** Problem **
Please output the entries below from the line that contains "after an update." through the final line, reproduced exactly and alone.
═══ Information provided ═══
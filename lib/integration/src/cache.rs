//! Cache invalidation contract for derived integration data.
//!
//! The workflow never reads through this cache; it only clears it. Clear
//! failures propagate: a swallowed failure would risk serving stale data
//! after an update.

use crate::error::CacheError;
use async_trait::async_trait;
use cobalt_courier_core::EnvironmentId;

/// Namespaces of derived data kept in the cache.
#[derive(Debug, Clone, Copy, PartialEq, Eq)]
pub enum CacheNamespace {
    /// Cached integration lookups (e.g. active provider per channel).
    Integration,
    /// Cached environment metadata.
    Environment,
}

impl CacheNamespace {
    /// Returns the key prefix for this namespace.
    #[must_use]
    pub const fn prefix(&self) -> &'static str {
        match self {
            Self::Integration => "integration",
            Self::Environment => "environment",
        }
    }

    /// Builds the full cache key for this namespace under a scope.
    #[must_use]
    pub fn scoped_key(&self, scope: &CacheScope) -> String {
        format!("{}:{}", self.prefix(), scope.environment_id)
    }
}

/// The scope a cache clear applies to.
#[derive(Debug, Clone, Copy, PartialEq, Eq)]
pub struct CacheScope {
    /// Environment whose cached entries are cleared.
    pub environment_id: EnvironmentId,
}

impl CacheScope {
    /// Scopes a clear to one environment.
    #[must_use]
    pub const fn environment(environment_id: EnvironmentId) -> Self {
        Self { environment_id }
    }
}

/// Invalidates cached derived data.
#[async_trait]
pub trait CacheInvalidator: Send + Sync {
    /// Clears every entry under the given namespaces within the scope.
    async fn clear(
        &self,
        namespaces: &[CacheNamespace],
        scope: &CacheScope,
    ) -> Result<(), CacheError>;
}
═══
** Exercise solution **
//! after an update.

use crate::error::CacheError;
use async_trait::async_trait;
use cobalt_courier_core::EnvironmentId;

/// Namespaces of derived data kept in the cache.
#[derive(Debug, Clone, Copy, PartialEq, Eq)]
pub enum CacheNamespace {
    /// Cached integration lookups (e.g. active provider per channel).
    Integration,
    /// Cached environment metadata.
    Environment,
}

impl CacheNamespace {
    /// Returns the key prefix for this namespace.
    #[must_use]
    pub const fn prefix(&self) -> &'static str {
        match self {
            Self::Integration => "integration",
            Self::Environment => "environment",
        }
    }

    /// Builds the full cache key for this namespace under a scope.
    #[must_use]
    pub fn scoped_key(&self, scope: &CacheScope) -> String {
        format!("{}:{}", self.prefix(), scope.environment_id)
    }
}

/// The scope a cache clear applies to.
#[derive(Debug, Clone, Copy, PartialEq, Eq)]
pub struct CacheScope {
    /// Environment whose cached entries are cleared.
    pub environment_id: EnvironmentId,
}

impl CacheScope {
    /// Scopes a clear to one environment.
    #[must_use]
    pub const fn environment(environment_id: EnvironmentId) -> Self {
        Self { environment_id }
    }
}

/// Invalidates cached derived data.
#[async_trait]
pub trait CacheInvalidator: Send + Sync {
    /// Clears every entry under the given namespaces within the scope.
    async fn clear(
        &self,
        namespaces: &[CacheNamespace],
        scope: &CacheScope,
    ) -> Result<(), CacheError>;
}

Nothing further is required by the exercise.